Aussi, pour se soustraire à tant d'humiliations, il ne manquait pas, toutes les fois qu'il le pouvait, d'aller s'enfoncer au sein des vastes forêts qui avoisinent la ville de Bénarès. Là, oublié de tous et s'isolant du reste de l'univers, les productions de la nature si luxuriantes, si magnifiques dans cette terre privilégiée en donnant un autre cours à ses idées, devenaient pour lui l'objet de profondes méditations. En effet, qui aurait pu contempler, froid et impassible, l'immense baobab, géant des forêts, vrai colosse végétal dont le tronc acquiert jusqu'à vingt-cinq pieds de diamètre! Il faut, dit-on, des milliers d'années pour que cet arbre parvienne à ce monstrueux développement. Ce tronc immense, couronné d'un grand nombre de branches étalées horizontalement, remarquables par leur grosseur, et plus encore par leur longueur qui est de cinquante à soixante pieds, ne l'est pas moins par ses racines qui sillonnent le sol en tous sens jusqu'à une distance de cent cinquante à cent soixante pieds. Viennent ensuite le catalpa, dont le tronc est peu gracieux, mais dont l'ample feuillage et les belles fleurs d'un blanc ponctué de pourpre, font un si bel effet, le nopal, le dattier, le beau marronnier, aujourd'hui si répandu en Europe; le daphné indica, dont l'odeur suave parfume l'atmosphère; le manguier, le goyavier, le durion, et surtout le mangouste dont les fruits sont si délicieux; en un mot, cette végétation qui déploie tout le luxe et la majesté qu'elle offre ordinairement sous les climats des tropiques, lorsqu'elle est secondée par les agents les plus puissants, comme la nature du sol et l'humidité.
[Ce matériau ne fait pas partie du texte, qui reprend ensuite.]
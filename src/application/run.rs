//! One telemetry run: generate a workload, order it, replay it to a sink

use crate::infrastructure::log_messages::run as messages;
use crate::scheduler::{sort_for_emission, EmissionScheduler, RunOutcome};
use crate::sink::TelemetrySink;
use crate::workload::WorkloadGenerator;
use crate::Result;
use chrono::{DateTime, Utc};
use rand::Rng;
use tokio_util::sync::CancellationToken;
use tracing::{info, info_span, Instrument};
use uuid::Uuid;

/// Lifecycle of a run; every run starts over from `Generating`
#[derive(Debug, Clone, Copy, PartialEq, Eq)]
pub enum RunPhase {
    Generating,
    Sorting,
    Replaying,
    Completed,
    Cancelled,
}

#[derive(Debug, Clone, Copy, PartialEq, Eq)]
pub struct RunReport {
    pub run_id: Uuid,
    pub tenants: u32,
    pub generated: usize,
    pub sent: usize,
    pub failed: usize,
    pub outcome: RunOutcome,
}

pub struct TelemetryRun<R> {
    id: Uuid,
    generator: WorkloadGenerator<R>,
    phase: RunPhase,
}

impl<R: Rng> TelemetryRun<R> {
    pub fn new(generator: WorkloadGenerator<R>) -> Self {
        Self {
            id: Uuid::now_v7(),
            generator,
            phase: RunPhase::Generating,
        }
    }

    pub fn id(&self) -> Uuid {
        self.id
    }

    pub fn phase(&self) -> RunPhase {
        self.phase
    }

    /// Execute the run against `sink` until done or `cancel` fires
    ///
    /// Generation faults abort the run before anything is sent.
    pub async fn execute<S>(&mut self, sink: &S, cancel: CancellationToken) -> Result<RunReport>
    where
        S: TelemetrySink + ?Sized,
    {
        let span = info_span!("telemetry_run", run_id = %self.id);
        async move {
            info!(at = %telemetry_timestamp(Utc::now()), "{}", messages::STARTED);

            self.phase = RunPhase::Generating;
            let workload = self.generator.generate()?;
            info!(
                events = workload.events.len(),
                tenants = workload.tenant_count,
                "{}",
                messages::ABOUT_TO_EMIT
            );

            self.phase = RunPhase::Sorting;
            let mut events = workload.events;
            sort_for_emission(&mut events);

            self.phase = RunPhase::Replaying;
            let replay = EmissionScheduler::new(cancel)
                .replay_sorted(&events, sink)
                .await;

            let at = telemetry_timestamp(Utc::now());
            self.phase = match replay.outcome {
                RunOutcome::Completed => {
                    info!(%at, sent = replay.sent, failed = replay.failed, "{}", messages::COMPLETED);
                    RunPhase::Completed
                }
                RunOutcome::Cancelled => {
                    info!(%at, sent = replay.sent, failed = replay.failed, "{}", messages::CANCELLED);
                    RunPhase::Cancelled
                }
            };

            Ok(RunReport {
                run_id: self.id,
                tenants: workload.tenant_count,
                generated: replay.generated,
                sent: replay.sent,
                failed: replay.failed,
                outcome: replay.outcome,
            })
        }
        .instrument(span)
        .await
    }
}

/// `yyyy/MM/dd H:mm:ss UTC`
pub fn telemetry_timestamp(dt: DateTime<Utc>) -> String {
    dt.format("%Y/%m/%d %-H:%M:%S UTC").to_string()
}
Servigny s'arrachait avec peine du sein de ces vastes forêts, où, selon l'expression d'un ancien, il n'était jamais moins seul que quand il était seul. Il ne revenait à Bénarès qu'autant que la nécessité de renouveler ses provisions l'y obligeait; mais aussitôt qu'il avait satisfait à cette loi impérieuse de toute existence, il retournait à sa chère solitude.